* [SOURCE DATA]
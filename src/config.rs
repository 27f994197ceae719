/// Configuration constants for the AWX API
pub mod api {
    /// Base path for AWX API v2
    pub const BASE_PATH: &str = "/api/v2";

    /// Organizations collection
    pub const ORGANIZATIONS: &str = "organizations";

    /// Roles collection
    pub const ROLES: &str = "roles";

    /// Tokens collection
    pub const TOKENS: &str = "tokens";

    /// Users collection
    pub const USERS: &str = "users";

    /// Hosts collection
    pub const HOSTS: &str = "hosts";

    /// Related sub-resource names used under a parent resource
    pub mod related {
        pub const ADMINS: &str = "admins";
        pub const USERS: &str = "users";
        pub const TEAMS: &str = "teams";
        pub const APPLICATIONS: &str = "applications";
        pub const CREDENTIALS: &str = "credentials";
        pub const INVENTORIES: &str = "inventories";
        pub const JOB_TEMPLATES: &str = "job_templates";
        pub const OBJECT_ROLES: &str = "object_roles";
        pub const GROUPS: &str = "groups";
        pub const TOKENS: &str = "tokens";
        pub const AUTHORIZED_TOKENS: &str = "authorized_tokens";
        pub const PERSONAL_TOKENS: &str = "personal_tokens";
    }

    /// Build a collection endpoint, e.g. `/api/v2/roles/`
    pub fn collection_path(collection: &str) -> String {
        format!("{}/{}/", BASE_PATH, collection)
    }

    /// Build a single resource endpoint, e.g. `/api/v2/roles/7/`
    pub fn resource_path(collection: &str, id: i64) -> String {
        format!("{}/{}/{}/", BASE_PATH, collection, id)
    }

    /// Build a related sub-resource endpoint, e.g. `/api/v2/organizations/7/teams/`
    pub fn related_path(collection: &str, id: i64, related: &str) -> String {
        format!("{}/{}/{}/{}/", BASE_PATH, collection, id, related)
    }
}

/// Environment variables read by the CLI
pub mod env {
    /// AWX host (name or full URL)
    pub const HOST: &str = "AWX_HOST";

    /// Bearer token sent with every request
    pub const TOKEN: &str = "AWX_TOKEN";
}

/// Default values for CLI
pub mod defaults {
    /// Default log level
    pub const LOG_LEVEL: &str = "warn";
}
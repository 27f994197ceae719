//! Output formatting module
//!
//! Handles different output formats: table, CSV, JSON, YAML

mod common;
mod resources;
mod roles;
mod tokens;

pub use common::{escape_csv, print_json, print_yaml};
pub use resources::{output_related, output_resources};
pub use roles::output_roles;
pub use tokens::output_tokens;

* [REQUIRED ACTION] Copy each line of the listing above that contains the word "Build".

* [WRITTEN ANSWER]
    /// Build a collection endpoint, e.g. `/api/v2/roles/`
    /// Build a single resource endpoint, e.g. `/api/v2/roles/7/`
    /// Build a related sub-resource endpoint, e.g. `/api/v2/organizations/7/teams/`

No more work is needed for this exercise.